> _Provided entries_
'''
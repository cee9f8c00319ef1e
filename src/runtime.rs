//! Runtime for executing sessions
//!
//! Each session is one task owning its state machine, composer and message
//! log. Callers talk to it through a [`SessionHandle`].

mod executor;
pub mod traits;

#[cfg(test)]
pub mod testing;

pub use executor::SessionRuntime;
pub use traits::*;

use crate::responder::Responder;
use crate::session::{Attachment, AttachmentCandidate, Message, MessageId, UnsupportedMediaType};
use crate::state_machine::SessionState;
use serde::Serialize;
use std::collections::HashMap;
use std::sync::Arc;
use std::time::Duration;
use thiserror::Error;
use tokio::sync::{broadcast, mpsc, oneshot, watch, RwLock};
use tokio::time::Instant;

/// Type alias for production runtime with concrete implementations
pub type ProductionRuntime = SessionRuntime<Arc<dyn Responder>, BroadcastNotifier>;

/// Immutable configuration of one session
#[derive(Debug, Clone)]
pub struct SessionContext {
    pub session_id: String,
    pub greeting: String,
}

impl SessionContext {
    pub fn new(session_id: impl Into<String>, greeting: impl Into<String>) -> Self {
        Self {
            session_id: session_id.into(),
            greeting: greeting.into(),
        }
    }
}

/// Read model handed to the presentation layer
#[derive(Debug, Clone, PartialEq, Serialize)]
pub struct SessionSnapshot {
    pub session_id: String,
    pub state: SessionState,
    pub busy: bool,
    pub messages: Vec<Message>,
    pub staged: Option<Attachment>,
    pub input: String,
}

/// Events sent to session subscribers
#[derive(Debug, Clone, Serialize)]
#[serde(tag = "type", rename_all = "snake_case")]
pub enum SessionEvent {
    Snapshot { snapshot: SessionSnapshot },
    Message { message: Message },
    /// Bring this entry into view
    ScrollToLatest { message_id: MessageId },
    AttachmentRejected { name: String, media_type: String },
    ResponseFailed { message: String, retryable: bool },
}

impl SessionEvent {
    pub fn name(&self) -> &'static str {
        match self {
            SessionEvent::Snapshot { .. } => "snapshot",
            SessionEvent::Message { .. } => "message",
            SessionEvent::ScrollToLatest { .. } => "scroll_to_latest",
            SessionEvent::AttachmentRejected { .. } => "attachment_rejected",
            SessionEvent::ResponseFailed { .. } => "response_failed",
        }
    }
}

/// Requests handled by the session task, each answered on its `reply` channel
#[derive(Debug)]
pub enum Command {
    SetInput {
        text: String,
        reply: oneshot::Sender<InputOutcome>,
    },
    UseQuickPrompt {
        index: usize,
        reply: oneshot::Sender<InputOutcome>,
    },
    StageAttachment {
        candidate: AttachmentCandidate,
        reply: oneshot::Sender<StageOutcome>,
    },
    RemoveAttachment {
        reply: oneshot::Sender<Option<Attachment>>,
    },
    Submit {
        text: Option<String>,
        reply: oneshot::Sender<SubmitOutcome>,
    },
    End,
}

/// Result of offering a file to the session
#[derive(Debug, Clone, PartialEq, Eq)]
pub enum StageOutcome {
    Staged {
        attachment: Attachment,
        replaced: Option<Attachment>,
    },
    Rejected(UnsupportedMediaType),
    /// The attach control is disabled while a reply is pending
    Busy,
}

/// Result of editing the draft input
#[derive(Debug, Clone, Copy, PartialEq, Eq)]
pub enum InputOutcome {
    Applied,
    /// The input is disabled while a reply is pending
    Busy,
    /// No quick prompt at that index
    UnknownPrompt,
}

impl InputOutcome {
    pub fn is_applied(&self) -> bool {
        matches!(self, InputOutcome::Applied)
    }
}

/// Result of a submit request
#[derive(Debug, Clone, Copy, PartialEq, Eq)]
pub enum SubmitOutcome {
    Accepted { message_id: MessageId },
    /// Gate was closed: blank input with nothing staged, or a reply is pending
    Ignored,
}

impl SubmitOutcome {
    pub fn is_accepted(&self) -> bool {
        matches!(self, SubmitOutcome::Accepted { .. })
    }
}

#[derive(Debug, Error, PartialEq, Eq)]
pub enum SessionError {
    #[error("session {0} has ended")]
    Closed(String),
    #[error("session not found: {0}")]
    NotFound(String),
}

/// Handle to interact with a running session
#[derive(Clone, Debug)]
pub struct SessionHandle {
    session_id: String,
    command_tx: mpsc::Sender<Command>,
    broadcast_tx: broadcast::Sender<SessionEvent>,
    snapshot_rx: watch::Receiver<SessionSnapshot>,
}

impl SessionHandle {
    pub fn id(&self) -> &str {
        &self.session_id
    }

    /// Latest published read model
    pub fn snapshot(&self) -> SessionSnapshot {
        self.snapshot_rx.borrow().clone()
    }

    pub fn watch(&self) -> watch::Receiver<SessionSnapshot> {
        self.snapshot_rx.clone()
    }

    pub fn subscribe(&self) -> broadcast::Receiver<SessionEvent> {
        self.broadcast_tx.subscribe()
    }

    /// Live event streams on this session
    pub fn subscriber_count(&self) -> usize {
        self.broadcast_tx.receiver_count()
    }

    pub async fn set_input(&self, text: impl Into<String>) -> Result<InputOutcome, SessionError> {
        let text = text.into();
        self.request(|reply| Command::SetInput { text, reply }).await
    }

    pub async fn use_quick_prompt(&self, index: usize) -> Result<InputOutcome, SessionError> {
        self.request(|reply| Command::UseQuickPrompt { index, reply })
            .await
    }

    pub async fn stage_attachment(
        &self,
        candidate: AttachmentCandidate,
    ) -> Result<StageOutcome, SessionError> {
        self.request(|reply| Command::StageAttachment { candidate, reply })
            .await
    }

    pub async fn remove_attachment(&self) -> Result<Option<Attachment>, SessionError> {
        self.request(|reply| Command::RemoveAttachment { reply }).await
    }

    /// Submit the composer, optionally with new input text
    ///
    /// The text only replaces the draft when the submission is accepted.
    pub async fn submit(&self, text: Option<String>) -> Result<SubmitOutcome, SessionError> {
        self.request(|reply| Command::Submit { text, reply }).await
    }

    /// Stop the session task; the log is discarded
    pub async fn end(&self) {
        // Already stopped is fine
        let _ = self.command_tx.send(Command::End).await;
    }

    async fn request<T>(
        &self,
        build: impl FnOnce(oneshot::Sender<T>) -> Command,
    ) -> Result<T, SessionError> {
        let (reply, response) = oneshot::channel();
        self.command_tx
            .send(build(reply))
            .await
            .map_err(|_| SessionError::Closed(self.session_id.clone()))?;
        response
            .await
            .map_err(|_| SessionError::Closed(self.session_id.clone()))
    }
}

/// Start a session task and return its handle
pub fn spawn_session<R, N>(
    context: SessionContext,
    responder: R,
    notifier: N,
    broadcast_tx: broadcast::Sender<SessionEvent>,
) -> (SessionHandle, tokio::task::JoinHandle<()>)
where
    R: Responder + 'static,
    N: ViewNotifier + 'static,
{
    let (command_tx, command_rx) = mpsc::channel(32);
    let session_id = context.session_id.clone();

    let runtime = SessionRuntime::new(context, responder, notifier, command_rx, broadcast_tx.clone());
    let snapshot_rx = runtime.subscribe_snapshots();

    let join = tokio::spawn(async move {
        runtime.run().await;
    });

    let handle = SessionHandle {
        session_id,
        command_tx,
        broadcast_tx,
        snapshot_rx,
    };
    (handle, join)
}

/// A registered session and when a caller last asked for it
struct SessionEntry {
    handle: SessionHandle,
    last_active: Instant,
}

/// Manager for all open sessions
pub struct SessionManager {
    responder: Arc<dyn Responder>,
    greeting: String,
    sessions: RwLock<HashMap<String, SessionEntry>>,
}

impl SessionManager {
    pub fn new(responder: Arc<dyn Responder>, greeting: impl Into<String>) -> Self {
        Self {
            responder,
            greeting: greeting.into(),
            sessions: RwLock::new(HashMap::new()),
        }
    }

    /// Open a new session seeded with the greeting
    pub async fn create(&self) -> SessionHandle {
        let session_id = uuid::Uuid::new_v4().to_string();
        let context = SessionContext::new(&session_id, &self.greeting);
        let (broadcast_tx, _) = broadcast::channel(128);

        let (handle, _join) = spawn_session(
            context,
            self.responder.clone(),
            BroadcastNotifier::new(broadcast_tx.clone()),
            broadcast_tx,
        );

        self.sessions.write().await.insert(
            session_id.clone(),
            SessionEntry {
                handle: handle.clone(),
                last_active: Instant::now(),
            },
        );
        tracing::info!(session_id = %session_id, responder = %self.responder.name(), "Session created");
        handle
    }

    /// Look a session up, marking it active
    pub async fn get(&self, session_id: &str) -> Result<SessionHandle, SessionError> {
        let mut sessions = self.sessions.write().await;
        let entry = sessions
            .get_mut(session_id)
            .ok_or_else(|| SessionError::NotFound(session_id.to_string()))?;
        entry.last_active = Instant::now();
        Ok(entry.handle.clone())
    }

    /// Tear a session down; its history is gone afterwards
    pub async fn end(&self, session_id: &str) -> Result<(), SessionError> {
        let entry = self
            .sessions
            .write()
            .await
            .remove(session_id)
            .ok_or_else(|| SessionError::NotFound(session_id.to_string()))?;
        entry.handle.end().await;
        tracing::info!(session_id = %session_id, "Session ended");
        Ok(())
    }

    /// End sessions nobody has touched for `max_idle` and nobody is streaming
    pub async fn reap_idle(&self, max_idle: Duration) -> usize {
        let expired: Vec<SessionEntry> = {
            let mut sessions = self.sessions.write().await;
            let ids: Vec<String> = sessions
                .iter()
                .filter(|(_, entry)| {
                    entry.last_active.elapsed() >= max_idle && entry.handle.subscriber_count() == 0
                })
                .map(|(id, _)| id.clone())
                .collect();
            ids.iter().filter_map(|id| sessions.remove(id)).collect()
        };

        for entry in &expired {
            entry.handle.end().await;
            tracing::info!(session_id = %entry.handle.id(), "Idle session ended");
        }
        expired.len()
    }

    pub async fn len(&self) -> usize {
        self.sessions.read().await.len()
    }

    pub async fn is_empty(&self) -> bool {
        self.sessions.read().await.is_empty()
    }
}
'''
> _Aim of the task_
Identify all lines in the records above with the word "watch".

> _Written response_
use tokio::sync::{broadcast, mpsc, oneshot, watch, RwLock};
    snapshot_rx: watch::Receiver<SessionSnapshot>,
    pub fn watch(&self) -> watch::Receiver<SessionSnapshot> {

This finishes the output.